[SUPPLIED MATERIAL Boundary: Start]

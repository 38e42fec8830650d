//! SQLite side-channel capture repository (support, feedback, ratings).

use talkgate_core::repository::capture::CaptureRepository;
use talkgate_types::capture::{FeedbackMessage, SessionRating, SupportMessage};
use talkgate_types::error::RepositoryError;

use super::pool::DatabasePool;
use super::{format_datetime, query_err};

/// SQLite-backed implementation of `CaptureRepository`.
///
/// All three logs are append-only; nothing in the bot reads them back.
#[derive(Clone)]
pub struct SqliteCaptureRepository {
    pool: DatabasePool,
}

impl SqliteCaptureRepository {
    pub fn new(pool: DatabasePool) -> Self {
        Self { pool }
    }
}

impl CaptureRepository for SqliteCaptureRepository {
    async fn save_support(&self, message: &SupportMessage) -> Result<(), RepositoryError> {
        sqlx::query(
            "INSERT INTO support_messages (id, user_id, text, created_at) VALUES (?, ?, ?, ?)",
        )
        .bind(message.id.to_string())
        .bind(message.user_id)
        .bind(&message.text)
        .bind(format_datetime(&message.created_at))
        .execute(&self.pool.writer)
        .await
        .map_err(query_err)?;

        Ok(())
    }

    async fn save_feedback(&self, message: &FeedbackMessage) -> Result<(), RepositoryError> {
        sqlx::query(
            "INSERT INTO feedback_messages (id, user_id, text, created_at) VALUES (?, ?, ?, ?)",
        )
        .bind(message.id.to_string())
        .bind(message.user_id)
        .bind(&message.text)
        .bind(format_datetime(&message.created_at))
        .execute(&self.pool.writer)
        .await
        .map_err(query_err)?;

        Ok(())
    }

    async fn save_rating(&self, rating: &SessionRating) -> Result<(), RepositoryError> {
        sqlx::query(
            r#"INSERT INTO session_ratings (id, user_id, session_id, score, created_at)
               VALUES (?, ?, ?, ?, ?)"#,
        )
        .bind(rating.id.to_string())
        .bind(rating.user_id)
        .bind(rating.session_id.to_string())
        .bind(i64::from(rating.score))
        .bind(format_datetime(&rating.created_at))
        .execute(&self.pool.writer)
        .await
        .map_err(query_err)?;

        Ok(())
    }
}
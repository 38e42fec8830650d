//! LLM context assembly from persisted turns.

use talkgate_types::history::Turn;
use talkgate_types::llm::{Message, MessageRole};

/// Turn history into gateway messages.
///
/// Input order is kept (callers pass turns oldest first). Topic marker turns
/// are dropped. When nothing remains, a single default system turn is
/// returned so the request is never empty.
pub fn assemble_messages(turns: &[Turn], default_system_prompt: &str) -> Vec<Message> {
    let messages: Vec<Message> = turns
        .iter()
        .filter(|t| !t.is_topic_marker())
        .map(|t| Message::new(t.role, t.text.clone()))
        .collect();

    if messages.is_empty() {
        return vec![Message::new(MessageRole::System, default_system_prompt)];
    }
    messages
}
//! HTTP request handlers for the REST API.

pub mod event;
pub mod user;
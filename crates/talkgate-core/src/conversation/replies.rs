//! User-facing reply templates and keyboards.

use chrono::{DateTime, Utc};
use uuid::Uuid;

use talkgate_types::capture::RATING_RANGE;
use talkgate_types::entitlement::{AdmissionReason, Entitlement, Plan};
use talkgate_types::event::{Button, Callback, Keyboard};
use talkgate_types::prompt::Prompt;

use crate::service::entitlement::PlanOffer;

pub const SERVER_ERROR: &str = "Something went wrong on our side. Please try again later.";
pub const INVALID_SELECTION: &str = "That selection is not valid.";
pub const TEXT_ONLY: &str = "Only text messages are supported.";
pub const CHOOSE_TOPIC: &str = "Choose a topic for this session:";
pub const CHOOSE_TOPIC_FIRST: &str = "Please choose a topic first using the buttons above.";
pub const NO_TOPICS: &str = "No topics are available right now. Please try again later.";
pub const TOPIC_UNAVAILABLE: &str = "That topic is no longer available.";
pub const TOPIC_ALREADY_CHOSEN: &str = "A topic has already been chosen for this session.";
pub const SESSION_IN_PROGRESS: &str =
    "A session is already in progress. Keep typing, or send /close to end it.";
pub const SESSION_CLOSED: &str = "Your session is closed. Send /start to begin a new one.";
pub const NO_ACTIVE_SESSION: &str = "You have no active session.";
pub const SESSION_ENDED: &str = "Your session has ended.";
pub const LIMIT_REACHED: &str =
    "You have reached the message limit for this session. The session is now closed.";
pub const RATE_SESSION: &str = "How would you rate this session?";
pub const RATING_THANKS: &str = "Thank you for rating the session!";
pub const SUPPORT_PROMPT: &str = "Describe your problem in one message and we will pass it on.";
pub const SUPPORT_RECEIVED: &str = "Thank you, your message has been sent to support.";
pub const FEEDBACK_PROMPT: &str = "Send your feedback about the bot in one message.";
pub const FEEDBACK_RECEIVED: &str = "Thank you for your feedback!";
pub const SIDE_FLOW_PENDING: &str =
    "Please finish your support or feedback message before starting a session.";
pub const START_FIRST: &str = "Please send /start first.";
pub const EMPTY_REPLY: &str = "I have nothing to add.";

pub const HELP: &str = "Available commands:\n\
/start - start a conversation session\n\
/close - end the current session\n\
/buy - view and buy subscription plans\n\
/techsup - contact support\n\
/feedback - leave feedback about the bot\n\
/help - show this message";

pub fn admission_denied(reason: AdmissionReason) -> &'static str {
    match reason {
        AdmissionReason::Expired => "Your subscription has expired. Send /buy to choose a plan.",
        AdmissionReason::QuotaExhausted => "You have no sessions left. Send /buy to choose a plan.",
        _ => "You cannot start a session right now.",
    }
}

fn format_date(at: DateTime<Utc>) -> String {
    at.format("%Y-%m-%d").to_string()
}

pub fn plan_button_label(plan: Plan) -> String {
    match plan.terms() {
        Some(terms) if terms.unlimited => {
            format!("{} ({} days, unlimited)", plan.label(), terms.duration_days)
        }
        Some(terms) => format!(
            "{} ({} days, {} sessions)",
            plan.label(),
            terms.duration_days,
            terms.session_grant
        ),
        None => plan.label().to_string(),
    }
}

pub fn offer_text(offer: &PlanOffer) -> String {
    match offer {
        PlanOffer::PremiumActive { until } => format!(
            "Your Premium plan is active until {}. You can renew it after it ends.",
            format_date(*until)
        ),
        PlanOffer::TrialActive { until } => {
            format!("You are on the trial plan. It ends on {}.", format_date(*until))
        }
        PlanOffer::Upgrade { current, plans } => {
            let names: Vec<&str> = plans.iter().map(|p| p.label()).collect();
            format!(
                "Your {} plan is active. You can upgrade to {}.",
                current.label(),
                names.join(" or ")
            )
        }
        PlanOffer::TrialEnded { .. } => "Your trial has ended. Choose a plan:".to_string(),
        PlanOffer::NoSubscription { .. } => {
            "You have no active subscription. Choose a plan:".to_string()
        }
    }
}

pub fn offer_keyboard(offer: &PlanOffer) -> Option<Keyboard> {
    let plans = offer.plans();
    if plans.is_empty() {
        return None;
    }
    Some(Keyboard::column(plans.iter().map(|plan| {
        Button::new(plan_button_label(*plan), &Callback::Purchase(*plan))
    })))
}

pub fn purchase_confirmed(ent: &Entitlement) -> String {
    format!(
        "You are now subscribed to {} until {}.",
        ent.plan.label(),
        format_date(ent.subscription_end)
    )
}

pub fn topic_keyboard(prompts: &[Prompt]) -> Keyboard {
    Keyboard::column(
        prompts
            .iter()
            .map(|p| Button::new(p.title.clone(), &Callback::SelectTopic(p.id.clone()))),
    )
}

pub fn rating_keyboard(session_id: Uuid) -> Keyboard {
    Keyboard::row(RATING_RANGE.map(|score| {
        Button::new(score.to_string(), &Callback::Rate { session_id, score })
    }))
}
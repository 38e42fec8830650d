//! Conversation history turns.
//!
//! Turns are append-only and immutable. Retrieval for LLM context is
//! user-scoped by default, so context carries over between sessions.

use chrono::{DateTime, Utc};
use serde::{Deserialize, Serialize};
use uuid::Uuid;

pub use crate::llm::MessageRole;

/// Reserved prefix for topic-selection marker turns.
///
/// Marker turns are kept in the log for audit but never sent to the LLM.
pub const TOPIC_MARKER_PREFIX: &str = "#topic:";

/// One role-tagged message unit in the persisted history.
#[derive(Debug, Clone, Serialize, Deserialize)]
pub struct Turn {
    pub id: Uuid,
    pub session_id: Uuid,
    pub user_id: i64,
    pub role: MessageRole,
    pub text: String,
    pub created_at: DateTime<Utc>,
}

impl Turn {
    pub fn new(session_id: Uuid, user_id: i64, role: MessageRole, text: impl Into<String>) -> Self {
        Self {
            id: Uuid::now_v7(),
            session_id,
            user_id,
            role,
            text: text.into(),
            created_at: Utc::now(),
        }
    }

    /// The marker turn recorded when a topic is chosen.
    pub fn topic_marker(session_id: Uuid, user_id: i64, topic_id: &str) -> Self {
        Self::new(
            session_id,
            user_id,
            MessageRole::User,
            format!("{TOPIC_MARKER_PREFIX}{topic_id}"),
        )
    }

    pub fn is_topic_marker(&self) -> bool {
        self.text.starts_with(TOPIC_MARKER_PREFIX)
    }
}

/// Which turns feed the LLM context.
#[derive(Debug, Clone, Copy, PartialEq, Eq, Serialize, Deserialize, Default)]
#[serde(rename_all = "lowercase")]
pub enum HistoryScope {
    /// Every turn the user ever had, across sessions.
    #[default]
    User,
    /// Only turns of the current session.
    Session,
}
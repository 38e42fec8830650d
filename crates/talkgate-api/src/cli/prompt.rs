//! Topic prompt CLI subcommands.

use anyhow::{Result, bail};
use chrono::Utc;
use clap::Subcommand;
use comfy_table::{Cell, Color, ContentArrangement, Table, presets};
use console::style;

use talkgate_core::repository::prompt::PromptRepository;
use talkgate_types::prompt::{Prompt, validate_prompt_id};

use crate::state::AppState;

/// Prompt subcommands.
#[derive(Subcommand)]
pub enum PromptCommand {
    /// Create or replace a topic prompt.
    Set {
        /// Prompt id used in button data (letters, digits, '_' and '-').
        id: String,

        /// Button label shown to users.
        #[arg(long)]
        title: String,

        /// Text sent to the model when the topic is chosen.
        #[arg(long)]
        text: String,
    },

    /// List topic prompts.
    #[command(alias = "ls")]
    List,

    /// Remove a topic prompt.
    #[command(alias = "rm")]
    Remove {
        /// Prompt id.
        id: String,
    },
}

/// Handle a prompt subcommand.
pub async fn handle_prompt_command(cmd: PromptCommand, state: &AppState, json: bool) -> Result<()> {
    match cmd {
        PromptCommand::Set { id, title, text } => set_prompt(state, id, title, text, json).await,
        PromptCommand::List => list_prompts(state, json).await,
        PromptCommand::Remove { id } => remove_prompt(state, &id, json).await,
    }
}

async fn set_prompt(
    state: &AppState,
    id: String,
    title: String,
    text: String,
    json: bool,
) -> Result<()> {
    if let Err(e) = validate_prompt_id(&id) {
        bail!(e);
    }
    if title.trim().is_empty() || text.trim().is_empty() {
        bail!("prompt title and text must not be empty");
    }

    let prompt = Prompt {
        id,
        title,
        text,
        created_at: Utc::now(),
    };
    state.prompts.upsert(&prompt).await?;

    if json {
        println!("{}", serde_json::to_string_pretty(&prompt)?);
    } else {
        println!();
        println!(
            "  {} Saved prompt '{}' ({})",
            style("ok").green(),
            style(&prompt.id).cyan(),
            prompt.title,
        );
        println!();
    }
    Ok(())
}

async fn list_prompts(state: &AppState, json: bool) -> Result<()> {
    let prompts = state.prompts.list().await?;

    if json {
        println!("{}", serde_json::to_string_pretty(&prompts)?);
        return Ok(());
    }

    if prompts.is_empty() {
        println!();
        println!("  {} No topic prompts configured.", style("i").blue().bold());
        println!("     Add one with: talkgate prompt set <id> --title <label> --text <prompt>");
        println!();
        return Ok(());
    }

    let mut table = Table::new();
    table.load_preset(presets::UTF8_FULL_CONDENSED);
    table.set_content_arrangement(ContentArrangement::Dynamic);
    table.set_header(vec![
        Cell::new("Id").fg(Color::White),
        Cell::new("Title").fg(Color::White),
        Cell::new("Text").fg(Color::White),
    ]);

    for prompt in &prompts {
        table.add_row(vec![
            Cell::new(&prompt.id).fg(Color::Cyan),
            Cell::new(&prompt.title),
            Cell::new(preview(&prompt.text, 60)).fg(Color::DarkGrey),
        ]);
    }

    println!();
    println!("{table}");
    println!();
    Ok(())
}

async fn remove_prompt(state: &AppState, id: &str, json: bool) -> Result<()> {
    let removed = state.prompts.delete(id).await?;
    if !removed {
        bail!("prompt '{id}' not found");
    }

    if json {
        println!("{}", serde_json::json!({ "deleted": id }));
    } else {
        println!();
        println!("  {} Removed prompt '{}'", style("ok").green(), style(id).cyan());
        println!();
    }
    Ok(())
}

/// Truncate on a char boundary, appending an ellipsis.
pub(crate) fn preview(text: &str, max_chars: usize) -> String {
    let single_line = text.replace('\n', " ");
    if single_line.chars().count() <= max_chars {
        return single_line;
    }
    let cut: String = single_line.chars().take(max_chars.saturating_sub(3)).collect();
    format!("{cut}...")
}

[SUPPLIED MATERIAL Boundary: End]

WHAT YOU ARE ASKED TO DO — Copy range, inclusive: the line holding "pub const LIMIT_REACHED: &str" to the line holding "pub const FEEDBACK_RECEIVED: &str". Reproduce exactly those lines of the records above and no others.

EXPECTED ANSWER —
pub const LIMIT_REACHED: &str =
    "You have reached the message limit for this session. The session is now closed.";
pub const RATE_SESSION: &str = "How would you rate this session?";
pub const RATING_THANKS: &str = "Thank you for rating the session!";
pub const SUPPORT_PROMPT: &str = "Describe your problem in one message and we will pass it on.";
pub const SUPPORT_RECEIVED: &str = "Thank you, your message has been sent to support.";
pub const FEEDBACK_PROMPT: &str = "Send your feedback about the bot in one message.";
pub const FEEDBACK_RECEIVED: &str = "Thank you for your feedback!";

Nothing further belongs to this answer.